"I musicisti sono un'avventura tra la terra e il mare"
Se solo facessimo un po' più di attenzione a tutto ciò che ci circonda forse ci accorgeremmo che esiste tanta musica che percorre strade più o meno nascoste al grande pubblico e ai media. Esistono centinaia di artisti che con tanta determinazione portano avanti le loro idee, affrontando mille difficoltà, non ultima quella di farsi conoscere, mentre in radio girano sempre le stesse canzoni e su Mtv gli stessi video. "Il Parto Delle Nuvole Pesanti" è un gruppo che per me rientra in questa categoria di musicisti non sufficientemente conosciuti rispetto al loro valore, che confermano in questo disco, giunto alle stampe a quattro anni di distanza dal loro ultimo lavoro in studio. In questo lasso di tempo il gruppo ha partecipato allo spettacolo teatrale "Roccu U Sturtu", riletto insieme a Claudio Lolli il suo disco più celebre ("Ho Visto Anche Degli Zingari Felici") e realizzato la colonna sonora del documentario "Doichlanda" basato sulle storie degli emigrati calabresi in Germania. Tutto questo lavoro fra musica, cinema e teatro confluisce in questo disco, che mostra di avere molti elementi interessanti già dalla scelta dei musicisti coinvolti nella sua realizzazione: Claudio Lolli, Paolo Jannacci, Davide Van De Sfross, i Chichimeca, Amy Denio, Marco Messina (99 Posse).
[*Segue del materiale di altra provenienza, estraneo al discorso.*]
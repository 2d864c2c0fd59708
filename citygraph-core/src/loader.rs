//! Graph loading from whitespace-separated integer text.
//!
//! Format: the city count `n`, then `n * n` entries in row-major order.
//! Line breaks carry no meaning beyond separating tokens:
//!
//! ```text
//! 4
//! 0 1 0 0
//! 1 0 0 0
//! 0 0 0 1
//! 0 0 1 0
//! ```
//!
//! Read failures (bad token, truncated input) are reported as `Parse`
//! errors and are distinct from the validator's structural errors.

use std::fs;
use std::path::Path;

use tracing::{debug, warn};

use crate::error::{CityGraphError, CityGraphResult, IoResultExt};
use crate::matrix::{validate_matrix, AdjacencyMatrix, MatrixLimits, DEFAULT_MAX_CITIES};

/// File read when no path is given.
pub const DEFAULT_GRAPH_FILE: &str = "cities.txt";

/// Reads and validates a graph file.
pub fn load_graph(path: impl AsRef<Path>, limits: &MatrixLimits) -> CityGraphResult<AdjacencyMatrix> {
    let path = path.as_ref();
    let content = fs::read_to_string(path).with_path(path)?;
    debug!(path = %path.display(), bytes = content.len(), "graph file read");
    parse_graph(&content, &path.display().to_string(), limits)
}

/// Parses and validates graph text; `origin` names the source in errors.
pub fn parse_graph(text: &str, origin: &str, limits: &MatrixLimits) -> CityGraphResult<AdjacencyMatrix> {
    let mut tokens = tokenize(text);

    let (line, first) = tokens
        .next()
        .ok_or_else(|| CityGraphError::parse(origin, "missing city count"))?;
    let declared = parse_int(first, line, origin)?;
    let n = limits.check_size(declared)?;

    let expected = n.checked_mul(n).ok_or_else(|| {
        CityGraphError::parse(origin, format!("city count {} is too large to index", n))
    })?;

    // The declared count is untrusted until the entries are actually read.
    let hint = n.min(DEFAULT_MAX_CITIES);
    let mut rows = Vec::with_capacity(hint);
    let mut read = 0usize;
    for _ in 0..n {
        let mut row = Vec::with_capacity(hint);
        for _ in 0..n {
            let (line, token) = tokens.next().ok_or_else(|| {
                CityGraphError::parse(
                    origin,
                    format!("expected {} matrix entries, found {}", expected, read),
                )
            })?;
            row.push(parse_int(token, line, origin)?);
            read += 1;
        }
        rows.push(row);
    }

    let extra = tokens.count();
    if extra > 0 {
        warn!(origin, extra, "ignoring trailing tokens after the matrix");
    }

    validate_matrix(&rows, declared, limits)
}

fn parse_int(token: &str, line: usize, origin: &str) -> CityGraphResult<i64> {
    token.parse::<i64>().map_err(|_| {
        CityGraphError::parse_at(origin, format!("invalid integer '{}'", token), line)
    })
}

/// Whitespace tokens paired with their 1-based line number.
fn tokenize(text: &str) -> impl Iterator<Item = (usize, &str)> {
    text.lines()
        .enumerate()
        .flat_map(|(i, line)| line.split_whitespace().map(move |t| (i + 1, t)))
}
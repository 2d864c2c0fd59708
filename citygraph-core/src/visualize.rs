//! Graphviz DOT visualization of a city graph and one query's answer.
//!
//! - headquarters are gold
//! - common cities are lightgreen
//! - every other city is lightgrey
//!
//! Nodes are labeled with 1-based city numbers; each undirected edge is
//! written once.

use std::fmt::Write;

use crate::analyzer::{CommonCities, Query};
use crate::graph::to_graphmap;
use crate::matrix::AdjacencyMatrix;

/// Generate an undirected Graphviz DOT graph highlighting a query result.
pub fn generate_dot(matrix: &AdjacencyMatrix, query: &Query, common: &CommonCities) -> String {
    // ~60 bytes/node + ~20 bytes/edge + header/footer
    let estimated_capacity = matrix.size() * 60 + matrix.edge_count() * 20 + 150;
    let mut dot = String::with_capacity(estimated_capacity);

    if let Err(e) = write_dot_content(&mut dot, matrix, query, common) {
        tracing::error!(error = %e, "failed to generate DOT string");
        return "graph citygraph {\n}\n".to_string();
    }

    dot
}

fn write_dot_content(
    dot: &mut String,
    matrix: &AdjacencyMatrix,
    query: &Query,
    common: &CommonCities,
) -> std::fmt::Result {
    let g = to_graphmap(matrix);
    let common = common.as_slice();

    writeln!(dot, "graph citygraph {{")?;
    writeln!(dot, "  layout=neato;")?;
    writeln!(dot, "  node [shape=circle, style=filled];")?;
    writeln!(dot)?;

    let mut cities: Vec<usize> = g.nodes().collect();
    cities.sort_unstable();
    for city in cities {
        let number = city + 1;
        let color = if number == query.k1 || number == query.k2 {
            "gold"
        } else if common.binary_search(&number).is_ok() {
            "lightgreen"
        } else {
            "lightgrey"
        };
        writeln!(dot, "  \"{}\" [fillcolor={}];", number, color)?;
    }

    writeln!(dot)?;

    let mut edges: Vec<(usize, usize)> = g
        .all_edges()
        .map(|(a, b, _)| (a.min(b), a.max(b)))
        .collect();
    edges.sort_unstable();
    for (a, b) in edges {
        writeln!(dot, "  \"{}\" -- \"{}\";", a + 1, b + 1)?;
    }

    writeln!(dot, "}}")?;
    Ok(())
}
//! Adjacency matrix storage and structural validation.
//!
//! An [`AdjacencyMatrix`] can only be obtained through [`validate_matrix`]
//! (or the [`AdjacencyMatrix::from_rows`] shorthand), so every matrix that
//! reaches the BFS engine is square, binary, symmetric and within bounds.
//!
//! Checks run in a fixed order: size bound, shape, entries, symmetry. The
//! first failure wins.

use crate::common::GraphTraversal;
use crate::error::{CityGraphError, CityGraphResult};

/// Largest city count accepted unless configured otherwise.
pub const DEFAULT_MAX_CITIES: usize = 25;

/// Size bound applied by the validator.
#[derive(Debug, Clone, Copy, PartialEq, Eq)]
pub struct MatrixLimits {
    /// Inclusive upper bound on the city count (lower bound is always 1).
    pub max_cities: usize,
}

impl MatrixLimits {
    /// Limits with a custom upper bound.
    ///
    /// Returns `InvalidArgument` for a bound of zero, since no graph could pass.
    pub fn new(max_cities: usize) -> CityGraphResult<Self> {
        if max_cities == 0 {
            return Err(CityGraphError::invalid_argument(
                "max_cities must be at least 1",
            ));
        }
        Ok(Self { max_cities })
    }

    /// Checks a declared city count against the bound.
    pub fn check_size(&self, size: i64) -> CityGraphResult<usize> {
        match usize::try_from(size) {
            Ok(n) if (1..=self.max_cities).contains(&n) => Ok(n),
            _ => Err(CityGraphError::SizeOutOfRange {
                size,
                max: self.max_cities,
            }),
        }
    }
}

impl Default for MatrixLimits {
    fn default() -> Self {
        Self {
            max_cities: DEFAULT_MAX_CITIES,
        }
    }
}

/// Validated, immutable n×n 0/1 matrix stored row-major.
#[derive(Debug, Clone, PartialEq, Eq)]
pub struct AdjacencyMatrix {
    size: usize,
    cells: Vec<bool>,
}

impl AdjacencyMatrix {
    /// Validates `rows` with the default limits, taking the row count as n.
    pub fn from_rows(rows: &[Vec<i64>]) -> CityGraphResult<Self> {
        validate_matrix(rows, rows.len() as i64, &MatrixLimits::default())
    }

    /// Number of cities.
    pub fn size(&self) -> usize {
        self.size
    }

    /// True iff an edge joins `row` and `col` (0-based).
    ///
    /// Out-of-range coordinates have no edge.
    pub fn has_edge(&self, row: usize, col: usize) -> bool {
        if row >= self.size || col >= self.size {
            return false;
        }
        self.cells[row * self.size + col]
    }

    /// Undirected edges `(i, j)` with `i < j`; self-loops are skipped.
    pub fn edges(&self) -> impl Iterator<Item = (usize, usize)> + '_ {
        (0..self.size).flat_map(move |i| {
            ((i + 1)..self.size)
                .filter(move |&j| self.has_edge(i, j))
                .map(move |j| (i, j))
        })
    }

    /// Number of undirected edges, excluding self-loops.
    pub fn edge_count(&self) -> usize {
        self.edges().count()
    }

    /// Row `i` as 0/1 values.
    pub fn row(&self, i: usize) -> impl Iterator<Item = u8> + '_ {
        let start = i.min(self.size) * self.size;
        let end = if i < self.size { start + self.size } else { start };
        self.cells[start..end].iter().map(|&c| u8::from(c))
    }
}

impl GraphTraversal for AdjacencyMatrix {
    fn node_count(&self) -> usize {
        self.size
    }

    fn neighbors(&self, node: usize) -> Vec<usize> {
        (0..self.size).filter(|&v| self.has_edge(node, v)).collect()
    }
}

/// Validates raw matrix data against a declared size.
///
/// Returns the accepted matrix, or the first structural failure:
/// `SizeOutOfRange`, `NonSquare`, `InvalidEntry`, then `AsymmetricMatrix`.
pub fn validate_matrix(
    rows: &[Vec<i64>],
    declared_size: i64,
    limits: &MatrixLimits,
) -> CityGraphResult<AdjacencyMatrix> {
    let n = limits.check_size(declared_size)?;

    if rows.len() != n {
        return Err(CityGraphError::NonSquare {
            expected: n,
            detail: format!("found {} rows", rows.len()),
        });
    }
    if let Some((i, row)) = rows.iter().enumerate().find(|(_, row)| row.len() != n) {
        return Err(CityGraphError::NonSquare {
            expected: n,
            detail: format!("row {} has {} entries", i, row.len()),
        });
    }

    let mut cells = Vec::with_capacity(n * n);
    for (i, row) in rows.iter().enumerate() {
        for (j, &value) in row.iter().enumerate() {
            match value {
                0 => cells.push(false),
                1 => cells.push(true),
                _ => {
                    return Err(CityGraphError::InvalidEntry {
                        row: i,
                        col: j,
                        value,
                    })
                }
            }
        }
    }

    for i in 0..n {
        for j in (i + 1)..n {
            if cells[i * n + j] != cells[j * n + i] {
                return Err(CityGraphError::AsymmetricMatrix { row: i, col: j });
            }
        }
    }

    tracing::debug!(cities = n, "adjacency matrix accepted");
    Ok(AdjacencyMatrix { size: n, cells })
}
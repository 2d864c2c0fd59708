//! citygraph CLI - find cities reachable from two headquarters.
//!
//! Features:
//! - Reads the city graph from a text file (`cities.txt` by default)
//! - Prompts for K1, K2 and L when they are not given as flags
//! - Plain (`3 4` / `-1`) or JSON output
//! - Optional query trace and Graphviz DOT rendering

use anyhow::{anyhow, bail, Context, Result};
use clap::Parser;
use std::collections::VecDeque;
use std::fs;
use std::io::{self, BufRead, Write};
use std::path::{Path, PathBuf};

use citygraph_core::{
    generate_dot, init_structured_logging, init_verbose_logging, load_config, load_graph,
    print_json, print_plain, render_matrix, CityGraphConfig, MatrixLimits, Query, QueryTrace,
    ReachabilityAnalyzer, Tee, TracingObserver, DEFAULT_GRAPH_FILE,
};

#[derive(Parser, Debug)]
#[command(author, version, about = "Find cities reachable from two headquarters within L intermediate cities")]
pub struct Cli {
    /// Graph file: city count followed by the adjacency matrix
    #[arg(default_value = DEFAULT_GRAPH_FILE)]
    path: String,

    /// First headquarters (1-based)
    #[arg(long, allow_negative_numbers = true)]
    k1: Option<i64>,

    /// Second headquarters (1-based)
    #[arg(long, allow_negative_numbers = true)]
    k2: Option<i64>,

    /// Maximum number of intermediate cities (L)
    #[arg(long, short = 'l', allow_negative_numbers = true)]
    hops: Option<i64>,

    /// Output results in JSON format
    #[arg(long)]
    json: bool,

    /// Show the reachable sets behind the answer
    #[arg(long)]
    trace: bool,

    /// Human-readable debug logging on stderr
    #[arg(long, short = 'v')]
    verbose: bool,

    /// Print the loaded adjacency matrix before answering
    #[arg(long)]
    show_matrix: bool,

    /// Generate Graphviz DOT output for the graph and the answer
    #[arg(long)]
    dot: bool,

    /// Write DOT output to a specified file instead of stdout
    #[arg(long)]
    dot_file: Option<String>,

    /// Run both traversals concurrently
    #[arg(long)]
    parallel: bool,

    /// Largest accepted city count (overrides citygraph.toml)
    #[arg(long)]
    max_cities: Option<usize>,

    /// Directory holding citygraph.toml
    #[arg(long, default_value = ".")]
    config_dir: PathBuf,
}

/// Security: Validates output file paths to prevent path traversal attacks.
///
/// Rejects:
/// - Absolute paths (must be relative to current directory)
/// - Paths containing `..` (parent directory traversal)
/// - Paths with null bytes (injection attacks)
fn validate_output_path(path: &str) -> Result<PathBuf> {
    if path.contains('\0') {
        return Err(anyhow!("Output path contains null bytes"));
    }

    let p = PathBuf::from(path);

    if p.is_absolute() {
        return Err(anyhow!(
            "Output path must be relative, not absolute: {}",
            path
        ));
    }

    for component in p.components() {
        if matches!(component, std::path::Component::ParentDir) {
            return Err(anyhow!(
                "Path traversal (..) not allowed in output paths: {}",
                path
            ));
        }
    }

    Ok(p)
}

/// Query parameters, from flags or from the prompt.
struct QueryInput {
    k1: i64,
    k2: i64,
    hops: i64,
}

/// Integer token stream over interactive input.
///
/// Tokens left over from one line answer the next request, so `1 5 2`
/// on a single line supplies K1, K2 and L.
struct IntegerReader<R> {
    input: R,
    pending: VecDeque<String>,
}

impl<R: BufRead> IntegerReader<R> {
    fn new(input: R) -> Self {
        Self {
            input,
            pending: VecDeque::new(),
        }
    }

    /// True when `count` tokens are already buffered.
    fn has_buffered(&self, count: usize) -> bool {
        self.pending.len() >= count
    }

    /// Takes the next `count` integers, reading more lines as needed.
    fn next_integers(&mut self, count: usize) -> Result<Vec<i64>> {
        let mut line = String::new();
        while self.pending.len() < count {
            line.clear();
            if self.input.read_line(&mut line).context("Failed to read input")? == 0 {
                bail!("Input ended before {} value(s) were read", count);
            }
            self.pending
                .extend(line.split_whitespace().map(str::to_owned));
        }
        self.pending
            .drain(..count)
            .map(|token| {
                token
                    .parse::<i64>()
                    .with_context(|| format!("Input error: '{}' is not an integer", token))
            })
            .collect()
    }
}

/// Fills in whatever the flags left out by prompting on stderr.
fn resolve_query_input(
    cli: &Cli,
    city_count: usize,
    input: impl BufRead,
    prompt: &mut impl Write,
) -> Result<QueryInput> {
    let mut reader = IntegerReader::new(input);

    let (k1, k2) = match (cli.k1, cli.k2) {
        (Some(k1), Some(k2)) => (k1, k2),
        _ => {
            write!(
                prompt,
                "Enter headquarters cities K1 and K2 (1-{}): ",
                city_count
            )?;
            prompt.flush()?;
            let values = reader.next_integers(2)?;
            (values[0], values[1])
        }
    };

    let hops = match cli.hops {
        Some(hops) => hops,
        None => {
            if !reader.has_buffered(1) {
                write!(prompt, "Enter the maximum number of intermediate cities L: ")?;
                prompt.flush()?;
            }
            reader.next_integers(1)?[0]
        }
    };

    Ok(QueryInput { k1, k2, hops })
}

fn matrix_limits(cli: &Cli, config: &CityGraphConfig) -> Result<MatrixLimits> {
    match cli.max_cities {
        Some(max) => MatrixLimits::new(max).context("Invalid --max-cities"),
        None => config.matrix_limits(),
    }
}

fn write_dot(cli: &Cli, dot: &str) -> Result<()> {
    match &cli.dot_file {
        Some(file) => {
            let path = validate_output_path(file)?;
            fs::write(&path, dot)
                .with_context(|| format!("Failed to write DOT file: {}", path.display()))?;
            eprintln!("DOT graph written to {}", path.display());
        }
        None => print!("{}", dot),
    }
    Ok(())
}

fn run(cli: &Cli) -> Result<()> {
    let config = load_config(&cli.config_dir)?.unwrap_or_default();
    let limits = matrix_limits(cli, &config)?;
    let json = cli.json || config.json_output();

    let graph_path = Path::new(&cli.path);
    let matrix = load_graph(graph_path, &limits)
        .with_context(|| format!("Failed to load graph from: {}", cli.path))?;

    if cli.show_matrix {
        eprint!("{}", render_matrix(&matrix));
    }

    let stdin = io::stdin();
    let input = resolve_query_input(cli, matrix.size(), stdin.lock(), &mut io::stderr())?;

    let analyzer = ReachabilityAnalyzer::new(&matrix).parallel(cli.parallel || config.parallel());
    let query = Query::validate(input.k1, input.k2, input.hops, analyzer.city_count())?;

    let mut trace = QueryTrace::new();
    let mut logger = TracingObserver;
    let common = analyzer.run(&query, &mut Tee(&mut trace, &mut logger))?;

    if json {
        print_json(&query, &common, cli.trace.then_some(&trace));
    } else {
        if cli.trace {
            for line in trace.lines() {
                eprintln!("{}", line);
            }
        }
        print_plain(&common);
    }

    if cli.dot || cli.dot_file.is_some() {
        write_dot(cli, &generate_dot(&matrix, &query, &common))?;
    }

    Ok(())
}

fn main() {
    std::panic::set_hook(Box::new(|info| {
        eprintln!("[PANIC] citygraph internal error: {}", info);
    }));

    let cli = Cli::parse();

    if cli.verbose {
        init_verbose_logging();
    } else {
        init_structured_logging();
    }

    if let Err(e) = run(&cli) {
        eprintln!("ERROR: {:#}", e);
        std::process::exit(1);
    }
}

#[cfg(test)]
mod tests {
    use super::*;

    fn cli(args: &[&str]) -> Cli {
        let mut full = vec!["citygraph"];
        full.extend_from_slice(args);
        Cli::parse_from(full)
    }

    #[test]
    fn test_defaults() {
        let c = cli(&[]);
        assert_eq!(c.path, "cities.txt");
        assert!(c.k1.is_none());
        assert!(!c.json);
    }

    #[test]
    fn test_negative_values_parse() {
        let c = cli(&["graph.txt", "--k1", "1", "--k2", "3", "--hops", "-1"]);
        assert_eq!(c.hops, Some(-1));
        assert_eq!(c.path, "graph.txt");
    }

    #[test]
    fn test_flags_skip_prompt() {
        let c = cli(&["--k1", "2", "--k2", "4", "-l", "1"]);
        let mut input = io::Cursor::new(Vec::new());
        let mut prompt = Vec::new();
        let q = resolve_query_input(&c, 5, &mut input, &mut prompt).unwrap();
        assert_eq!((q.k1, q.k2, q.hops), (2, 4, 1));
        assert!(prompt.is_empty());
    }

    #[test]
    fn test_prompt_reads_values() {
        let c = cli(&[]);
        let mut input = io::Cursor::new(b"1 5\n\n2\n".to_vec());
        let mut prompt = Vec::new();
        let q = resolve_query_input(&c, 5, &mut input, &mut prompt).unwrap();
        assert_eq!((q.k1, q.k2, q.hops), (1, 5, 2));
        let shown = String::from_utf8(prompt).unwrap();
        assert!(shown.contains("(1-5)"));
    }

    #[test]
    fn test_prompt_accepts_all_values_on_one_line() {
        let c = cli(&[]);
        let mut input = io::Cursor::new(b"1 5 2\n".to_vec());
        let mut prompt = Vec::new();
        let q = resolve_query_input(&c, 5, &mut input, &mut prompt).unwrap();
        assert_eq!((q.k1, q.k2, q.hops), (1, 5, 2));
        let shown = String::from_utf8(prompt).unwrap();
        assert!(!shown.contains("intermediate cities"));
    }

    #[test]
    fn test_prompt_splits_values_across_lines() {
        let c = cli(&[]);
        let mut input = io::Cursor::new(b"3\n4 0\n".to_vec());
        let mut prompt = Vec::new();
        let q = resolve_query_input(&c, 5, &mut input, &mut prompt).unwrap();
        assert_eq!((q.k1, q.k2, q.hops), (3, 4, 0));
    }

    #[test]
    fn test_prompt_rejects_garbage() {
        let c = cli(&["--hops", "0"]);
        let mut input = io::Cursor::new(b"1 x\n".to_vec());
        let mut prompt = Vec::new();
        let err = resolve_query_input(&c, 5, &mut input, &mut prompt).err().unwrap();
        assert!(err.to_string().contains("'x'"));
    }

    #[test]
    fn test_prompt_rejects_eof() {
        let c = cli(&[]);
        let mut input = io::Cursor::new(b"1\n".to_vec());
        let mut prompt = Vec::new();
        assert!(resolve_query_input(&c, 5, &mut input, &mut prompt).is_err());
    }

    #[test]
    fn test_validate_output_path() {
        assert!(validate_output_path("graph.dot").is_ok());
        assert!(validate_output_path("out/graph.dot").is_ok());
        assert!(validate_output_path("/tmp/graph.dot").is_err());
        assert!(validate_output_path("../graph.dot").is_err());
        assert!(validate_output_path("a\0b").is_err());
    }

    #[test]
    fn test_max_cities_flag_overrides_config() {
        let c = cli(&["--max-cities", "10"]);
        let limits = matrix_limits(&c, &CityGraphConfig::default()).unwrap();
        assert_eq!(limits.max_cities, 10);

        let c = cli(&["--max-cities", "0"]);
        assert!(matrix_limits(&c, &CityGraphConfig::default()).is_err());
    }
}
Settanta minuti di musica fra canzone d'autore italiana ed influenze della musica popolare. I testi sono spesso sarcastici, si prenda ad esempio la dinamica "Onda Calabra", in cui si ascolta un tedesco maccheronico tipico dell'emigrato italiano all'estero. La musica è a volte trascinante, come in "Sono Io L'imperatore" nella quale i musicisti accostano una dinamica tarantella con i suoni dell'inno sardo "Procurade E Moderare" ed il canto lombardo di Davide Van De Sfross ("Sur Padrun"). Fa sorridere l'accento americano della cantante Amy Denio quando intona le parole di "Capatosta"; coinvolge il ritmo di "Banaltango"; ed è impossibile non menzionare le cover di "Ognuno E' Libero" di Luigi Tenco e de “La Guerra Di Piero” di Fabrizio De André. Entrambe si distanziano dall'originale il tanto che basta per rendere l'operazione non banale, ma sentita.
Per promuovere questo progetto i nostri eroi hanno preso un furgone, ci hanno caricato i loro strumenti e le loro anime, quindi, hanno iniziato a vagare per l'Italia realizzando piccoli spettacoli (showcase) in luoghi insoliti come librerie e caffè letterari, con un ensemble acustico ridotto, ma efficacissimo. I loro spettacoli non sono veri e propri concerti, ma una sorta di dialogo aperto con il pubblico. Invero, questi sono meglio di un concerto, forse perché il mezzo prescelto consente di ricostituire un contatto diretto che dà al musicista la possibilità di guardare negli occhi gli spettatori, raccontandosi in un modo libero e non formale. Ho avuto modo di assistere ad una di queste esibizioni e devo dire che il pubblico si è divertito molto. Una sessantina di persone (12 secondo la questura) hanno affollato un piccola libreria che nelle due ore seguenti si è riempita di risate, ironia e un pizzico di malinconia. E questi in effetti sono gli ingredienti principali di questo disco, che secondo me vale più di un ascolto.